> Work request
Only lines holding the word "OpenOptions" are wanted from the records; copy all of them.

> Supplied entries
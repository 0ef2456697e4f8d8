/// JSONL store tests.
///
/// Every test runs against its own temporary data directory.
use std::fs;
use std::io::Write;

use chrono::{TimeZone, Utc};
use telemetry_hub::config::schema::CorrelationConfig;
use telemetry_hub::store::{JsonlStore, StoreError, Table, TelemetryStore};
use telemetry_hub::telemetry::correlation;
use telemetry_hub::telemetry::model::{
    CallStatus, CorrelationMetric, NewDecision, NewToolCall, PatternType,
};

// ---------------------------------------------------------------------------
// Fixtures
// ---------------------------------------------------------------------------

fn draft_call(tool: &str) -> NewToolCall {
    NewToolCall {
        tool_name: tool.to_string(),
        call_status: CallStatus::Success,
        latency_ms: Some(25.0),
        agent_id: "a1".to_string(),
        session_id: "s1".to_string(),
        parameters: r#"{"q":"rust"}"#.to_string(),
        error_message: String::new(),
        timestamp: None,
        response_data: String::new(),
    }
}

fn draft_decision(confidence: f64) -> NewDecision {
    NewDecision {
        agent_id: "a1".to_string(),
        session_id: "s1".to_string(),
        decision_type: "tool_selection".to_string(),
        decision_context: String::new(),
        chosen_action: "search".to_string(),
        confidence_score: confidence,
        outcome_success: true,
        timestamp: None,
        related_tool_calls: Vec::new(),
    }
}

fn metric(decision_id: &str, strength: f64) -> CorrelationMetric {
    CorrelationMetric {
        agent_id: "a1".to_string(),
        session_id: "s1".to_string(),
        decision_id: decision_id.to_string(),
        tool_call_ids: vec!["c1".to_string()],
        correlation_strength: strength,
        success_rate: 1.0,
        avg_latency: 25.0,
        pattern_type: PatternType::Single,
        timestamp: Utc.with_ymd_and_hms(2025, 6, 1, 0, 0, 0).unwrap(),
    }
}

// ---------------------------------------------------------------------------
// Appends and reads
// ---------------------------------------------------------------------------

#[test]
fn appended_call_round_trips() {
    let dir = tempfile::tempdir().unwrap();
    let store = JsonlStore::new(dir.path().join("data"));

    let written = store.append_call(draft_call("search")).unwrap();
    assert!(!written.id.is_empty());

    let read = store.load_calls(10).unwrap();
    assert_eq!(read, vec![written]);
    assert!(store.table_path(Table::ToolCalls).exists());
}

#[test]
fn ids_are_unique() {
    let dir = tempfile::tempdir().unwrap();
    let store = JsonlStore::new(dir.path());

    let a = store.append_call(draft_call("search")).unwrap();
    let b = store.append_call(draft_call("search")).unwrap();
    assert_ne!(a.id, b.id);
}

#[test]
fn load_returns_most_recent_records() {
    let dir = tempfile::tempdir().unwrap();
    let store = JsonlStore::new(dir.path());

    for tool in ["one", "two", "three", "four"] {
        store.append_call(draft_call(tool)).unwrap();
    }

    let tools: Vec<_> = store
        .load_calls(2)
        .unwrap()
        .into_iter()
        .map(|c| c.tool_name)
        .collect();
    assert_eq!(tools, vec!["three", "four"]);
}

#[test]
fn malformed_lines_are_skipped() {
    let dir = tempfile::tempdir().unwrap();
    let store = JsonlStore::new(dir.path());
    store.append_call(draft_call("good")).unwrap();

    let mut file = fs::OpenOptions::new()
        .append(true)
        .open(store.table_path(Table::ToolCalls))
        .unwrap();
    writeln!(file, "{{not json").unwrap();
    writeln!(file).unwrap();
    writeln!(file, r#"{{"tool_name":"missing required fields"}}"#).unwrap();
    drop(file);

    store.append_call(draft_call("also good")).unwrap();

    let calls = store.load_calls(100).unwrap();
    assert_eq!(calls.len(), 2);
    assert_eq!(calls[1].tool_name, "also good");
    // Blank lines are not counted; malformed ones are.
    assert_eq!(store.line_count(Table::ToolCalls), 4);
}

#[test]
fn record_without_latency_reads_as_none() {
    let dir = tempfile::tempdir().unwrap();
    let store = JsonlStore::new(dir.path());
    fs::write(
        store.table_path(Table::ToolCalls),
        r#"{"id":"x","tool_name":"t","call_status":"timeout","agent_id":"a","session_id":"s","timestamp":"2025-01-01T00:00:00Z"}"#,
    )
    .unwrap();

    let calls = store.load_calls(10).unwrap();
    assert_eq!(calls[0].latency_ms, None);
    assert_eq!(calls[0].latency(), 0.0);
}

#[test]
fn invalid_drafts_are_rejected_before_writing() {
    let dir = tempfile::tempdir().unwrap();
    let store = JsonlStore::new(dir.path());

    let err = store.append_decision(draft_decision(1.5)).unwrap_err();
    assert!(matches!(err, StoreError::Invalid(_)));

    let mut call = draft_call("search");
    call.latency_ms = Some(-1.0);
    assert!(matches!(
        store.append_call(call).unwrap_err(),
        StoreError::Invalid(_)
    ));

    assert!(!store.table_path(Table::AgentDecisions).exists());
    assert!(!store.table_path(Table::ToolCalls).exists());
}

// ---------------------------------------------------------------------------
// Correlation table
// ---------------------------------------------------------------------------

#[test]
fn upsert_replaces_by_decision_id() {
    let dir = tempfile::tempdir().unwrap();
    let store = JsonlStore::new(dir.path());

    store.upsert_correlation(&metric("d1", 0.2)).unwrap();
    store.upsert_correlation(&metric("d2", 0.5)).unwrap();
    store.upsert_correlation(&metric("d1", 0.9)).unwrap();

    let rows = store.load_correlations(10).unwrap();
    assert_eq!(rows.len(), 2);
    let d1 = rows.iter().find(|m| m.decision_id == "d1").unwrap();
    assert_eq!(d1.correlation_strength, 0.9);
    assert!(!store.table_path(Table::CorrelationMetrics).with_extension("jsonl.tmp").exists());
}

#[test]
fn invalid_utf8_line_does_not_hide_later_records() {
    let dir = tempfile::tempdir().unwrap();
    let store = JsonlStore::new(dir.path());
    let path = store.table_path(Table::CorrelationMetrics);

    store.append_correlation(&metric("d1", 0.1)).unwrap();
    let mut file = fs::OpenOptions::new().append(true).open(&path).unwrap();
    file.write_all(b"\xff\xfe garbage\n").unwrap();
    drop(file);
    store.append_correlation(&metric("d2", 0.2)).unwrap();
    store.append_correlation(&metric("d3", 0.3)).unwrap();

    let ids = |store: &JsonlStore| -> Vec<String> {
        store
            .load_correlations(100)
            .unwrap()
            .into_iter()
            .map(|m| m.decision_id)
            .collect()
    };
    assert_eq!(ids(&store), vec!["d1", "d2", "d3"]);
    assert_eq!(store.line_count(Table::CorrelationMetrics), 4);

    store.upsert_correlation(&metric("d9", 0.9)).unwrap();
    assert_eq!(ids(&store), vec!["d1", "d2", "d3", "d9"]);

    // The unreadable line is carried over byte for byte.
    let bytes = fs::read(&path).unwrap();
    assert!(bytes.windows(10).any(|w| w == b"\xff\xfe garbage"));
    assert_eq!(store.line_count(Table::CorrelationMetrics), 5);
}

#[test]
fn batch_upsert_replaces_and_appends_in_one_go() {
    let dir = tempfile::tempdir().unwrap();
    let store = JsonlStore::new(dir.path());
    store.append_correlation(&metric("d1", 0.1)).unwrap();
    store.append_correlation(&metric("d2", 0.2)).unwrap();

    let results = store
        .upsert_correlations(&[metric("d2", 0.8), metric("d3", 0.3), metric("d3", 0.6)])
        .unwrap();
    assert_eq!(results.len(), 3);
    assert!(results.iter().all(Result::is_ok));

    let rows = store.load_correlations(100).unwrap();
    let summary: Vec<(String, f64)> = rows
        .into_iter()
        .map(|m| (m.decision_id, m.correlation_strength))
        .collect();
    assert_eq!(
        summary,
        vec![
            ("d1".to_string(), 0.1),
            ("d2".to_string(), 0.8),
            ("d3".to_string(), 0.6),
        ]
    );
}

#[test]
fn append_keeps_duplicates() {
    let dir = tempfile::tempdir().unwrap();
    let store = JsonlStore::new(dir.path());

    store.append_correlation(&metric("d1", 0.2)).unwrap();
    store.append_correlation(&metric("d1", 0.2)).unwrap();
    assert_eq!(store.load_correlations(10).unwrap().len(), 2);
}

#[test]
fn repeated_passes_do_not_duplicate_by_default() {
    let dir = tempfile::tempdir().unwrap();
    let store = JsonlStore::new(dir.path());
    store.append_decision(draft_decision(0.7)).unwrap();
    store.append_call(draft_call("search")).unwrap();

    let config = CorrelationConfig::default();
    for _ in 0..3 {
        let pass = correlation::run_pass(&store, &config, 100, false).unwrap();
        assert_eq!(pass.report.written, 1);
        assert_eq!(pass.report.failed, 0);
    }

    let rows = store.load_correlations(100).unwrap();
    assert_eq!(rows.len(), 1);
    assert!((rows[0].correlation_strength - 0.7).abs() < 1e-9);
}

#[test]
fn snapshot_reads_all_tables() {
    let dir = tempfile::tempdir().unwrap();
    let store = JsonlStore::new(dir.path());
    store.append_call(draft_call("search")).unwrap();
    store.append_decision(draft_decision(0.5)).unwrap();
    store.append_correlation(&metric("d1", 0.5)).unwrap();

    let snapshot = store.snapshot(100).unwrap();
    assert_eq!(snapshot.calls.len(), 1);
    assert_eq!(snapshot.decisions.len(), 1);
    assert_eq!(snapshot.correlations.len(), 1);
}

> Reply to the exercise
    let mut file = fs::OpenOptions::new()
    let mut file = fs::OpenOptions::new().append(true).open(&path).unwrap();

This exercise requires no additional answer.